Anti-Bias of Listening Deeply

Getting around cognitive biases (like “hindsight is 20/20” or a confirmation you expect) is akin to Listening Deeply. I don’t mean paying more attention gives better insight. I mean what matters is the entirety of your sonic awareness.

There is a composer / meditative approach to sound pioneered by Pauline Oliveros called Deep Listening. I have practiced it, all too briefly with her, but mostly with others taught by her. It is actually a discipline you can be certified to teach, which I am not, so here I refer to it as Listening Deeply.

It is something that has become an integral part of my life not only as a composer and improviser, but also in how I deal with my “monkey mind” working in technology: constantly replaying scenes from recent memory, kicking the big red “whatever you do don’t analyze this” button, attempting to deterministically predict the future based on my own excruciatingly limited knowledge of a continuously adaptive world, getting in my head while washing dishes, etc.

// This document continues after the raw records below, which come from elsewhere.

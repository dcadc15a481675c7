//! HTTP surface: chat intake, run status, health.

use std::sync::Arc;

use axum::extract::{Path, State};
use axum::http::StatusCode;
use axum::response::{IntoResponse, Response};
use axum::routing::{get, post};
use axum::{Json, Router};
use chrono::Utc;
use serde_json::json;
use tower_http::trace::TraceLayer;
use tracing::error;
use uuid::Uuid;

use crate::error::IntakeError;
use crate::intake::{ChatRequest, IntakeService};
use crate::store::Ledger;

/// Shared state for the API routes.
#[derive(Clone)]
pub struct AppState {
    pub intake: IntakeService,
    pub ledger: Arc<dyn Ledger>,
}

impl AppState {
    pub fn new(intake: IntakeService) -> Self {
        let ledger = Arc::clone(intake.ledger());
        Self { intake, ledger }
    }
}

impl IntoResponse for IntakeError {
    fn into_response(self) -> Response {
        let status = match &self {
            IntakeError::InvalidMode(_) => StatusCode::BAD_REQUEST,
            IntakeError::Database(_) | IntakeError::Queue(_) => {
                error!(error = %self, "Intake failed");
                StatusCode::INTERNAL_SERVER_ERROR
            }
        };
        (status, Json(json!({ "error": self.to_string() }))).into_response()
    }
}

fn not_found(what: &str) -> Response {
    (
        StatusCode::NOT_FOUND,
        Json(json!({ "error": format!("{what} not found") })),
    )
        .into_response()
}

fn internal_error(err: impl std::fmt::Display) -> Response {
    error!(error = %err, "Request failed");
    (
        StatusCode::INTERNAL_SERVER_ERROR,
        Json(json!({ "error": err.to_string() })),
    )
        .into_response()
}

/// GET /health
async fn health() -> impl IntoResponse {
    Json(json!({ "ok": true }))
}

/// POST /v1/chat
///
/// Records the message, creates a queued run and enqueues the job.
async fn chat(
    State(state): State<AppState>,
    Json(req): Json<ChatRequest>,
) -> Result<impl IntoResponse, IntakeError> {
    let now = Utc::now().to_rfc3339();
    let resp = state.intake.submit(req, &now).await?;
    Ok(Json(resp))
}

/// GET /v1/runs/{run_id}
async fn get_run(State(state): State<AppState>, Path(run_id): Path<String>) -> Response {
    let Ok(run_id) = Uuid::parse_str(&run_id) else {
        return not_found("Run");
    };
    match state.ledger.get_run(run_id).await {
        Ok(Some(run)) => Json(run).into_response(),
        Ok(None) => not_found("Run"),
        Err(e) => internal_error(e),
    }
}

/// GET /v1/threads/{thread_id}/messages
async fn list_messages(
    State(state): State<AppState>,
    Path(thread_id): Path<String>,
) -> Response {
    match state.ledger.get_thread(&thread_id).await {
        Ok(Some(_)) => {}
        Ok(None) => return not_found("Thread"),
        Err(e) => return internal_error(e),
    }
    match state.ledger.list_messages(&thread_id).await {
        Ok(messages) => Json(json!({ "thread_id": thread_id, "messages": messages })).into_response(),
        Err(e) => internal_error(e),
    }
}

/// Build the API router.
pub fn api_routes(state: AppState) -> Router {
    Router::new()
        .route("/health", get(health))
        .route("/v1/chat", post(chat))
        .route("/v1/runs/{run_id}", get(get_run))
        .route("/v1/threads/{thread_id}/messages", get(list_messages))
        .layer(TraceLayer::new_for_http())
        .with_state(state)
}
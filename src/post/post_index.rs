use super::post_controller::{
    create_post, delete_post, list_posts, method_not_allowed, preflight,
};
use actix_web::web;

pub fn post_routes(cfg: &mut web::ServiceConfig) {
    cfg.service(
        web::resource("/")
            .route(web::method(actix_web::http::Method::OPTIONS).to(preflight))
            .route(web::get().to(list_posts))
            .route(web::post().to(create_post))
            .route(web::delete().to(delete_post))
            .default_service(web::to(method_not_allowed)),
    );
}
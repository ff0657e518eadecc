use std::collections::HashMap;

use async_trait::async_trait;
use tokio::sync::RwLock;

use super::{DeleteOutcome, PostStore, StoreError};
use crate::post::post_model::Post;

/// Process-local post table, used for local development and tests
#[derive(Default)]
pub struct InMemoryPostStore {
    posts: RwLock<HashMap<String, Post>>,
}

impl InMemoryPostStore {
    pub fn new() -> Self {
        Self::default()
    }

    pub async fn len(&self) -> usize {
        self.posts.read().await.len()
    }

    pub async fn is_empty(&self) -> bool {
        self.posts.read().await.is_empty()
    }
}

#[async_trait]
impl PostStore for InMemoryPostStore {
    async fn scan(&self) -> Result<Vec<Post>, StoreError> {
        Ok(self.posts.read().await.values().cloned().collect())
    }

    async fn get(&self, id: &str) -> Result<Option<Post>, StoreError> {
        Ok(self.posts.read().await.get(id).cloned())
    }

    async fn put(&self, post: &Post) -> Result<(), StoreError> {
        self.posts
            .write()
            .await
            .insert(post.id.clone(), post.clone());
        Ok(())
    }

    async fn delete_if_exists(&self, id: &str) -> Result<DeleteOutcome, StoreError> {
        Ok(match self.posts.write().await.remove(id) {
            Some(_) => DeleteOutcome::Deleted,
            None => DeleteOutcome::ConditionFailed,
        })
    }
}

Listening calms and centers, it leaves me more open to inspiration.

My psychological states notwithstanding, when in this mode of Listening Deeply I have noticed the ease at which I “hear sounds coming” and am not so surprised by them. I attribute it to how this kind of specialized listening can enhance the physical act of hearing complex sounds, which you may be surprised to learn is a serial activity.

record scrrrrratch…! amirite?!

Yes, difficult to fathom, but it’s (mostly) true. Of all our senses, only the sense of hearing is fundamentally serial because the anatomic structures we (and other non-human animals) evolved to survive are thanks to the nature of complex sound waves.

We may not realize that our consciousness is not called upon to immediately ascertain the streaming series of discrete pitches heard “one at a time” that lets us know it is a certain type of birdsong, breakfast frying in the skillet, or a bamboo glade. Those are all immediately recognizable mental models that we’ve learned to intuit through the experience of hearing them over and over.

So, I want to pull your focus away from the things we hear, the interpretation our brain implants about the world around us, what the confounding mystery of Cognition formulates as a ‘sound object’. Instead, consider the nature of sound as the vibration of a thing interacting with a surrounding medium through the promulgation of waves, ultimately picked up by tiny bones in our bodies.

Our ear canal is tuned finely to capture the most complete spectrum of sound allowed by the evolutionary phenotype of the human need to process sound waves. That is to say, nature selected the profile of our (quite good, but not best in the animal kingdom) hearing that pulled us along our evolutionary path to be the listeners we are today, one waveform cycle at a time.

This matches our instinct about Music. Our intuition is linked to our instincts, so even though we don’t know how to improvise jazz, we know it has a cool rhythm. Some folks nod to a hypnotic house beat, others to a hiphop groove, and the percentage of those who create all this music are as minuscule as the stapes of the middle-ear is to the rest of our skeleton.

Taking this one step further, any topic regarding sound is inextricably tied to the phenomenon of Time, and if there’s one thing Surprises in Complex Systems depend on (including jazz and networked software systems alike), it is that the Arrow of Time does not stop.

Now, back to the action of what it means to Listen Deeply. Without going into Fast Fourier Transforms and logarithmic graphs of resonance and frequency response, I ask that you trust a trained musician to tell you that our brains are REALLY GOOD at piecing together these ‘sound objects’ from the serial intake of frequencies by our (hopefully two good stereophonic) ears. For now, we’ll also ignore the fact that you hear yourself primarily through the bones in your head, and some modern amplification and hearing-aid technology exploits this in wonderful ways. Not the point.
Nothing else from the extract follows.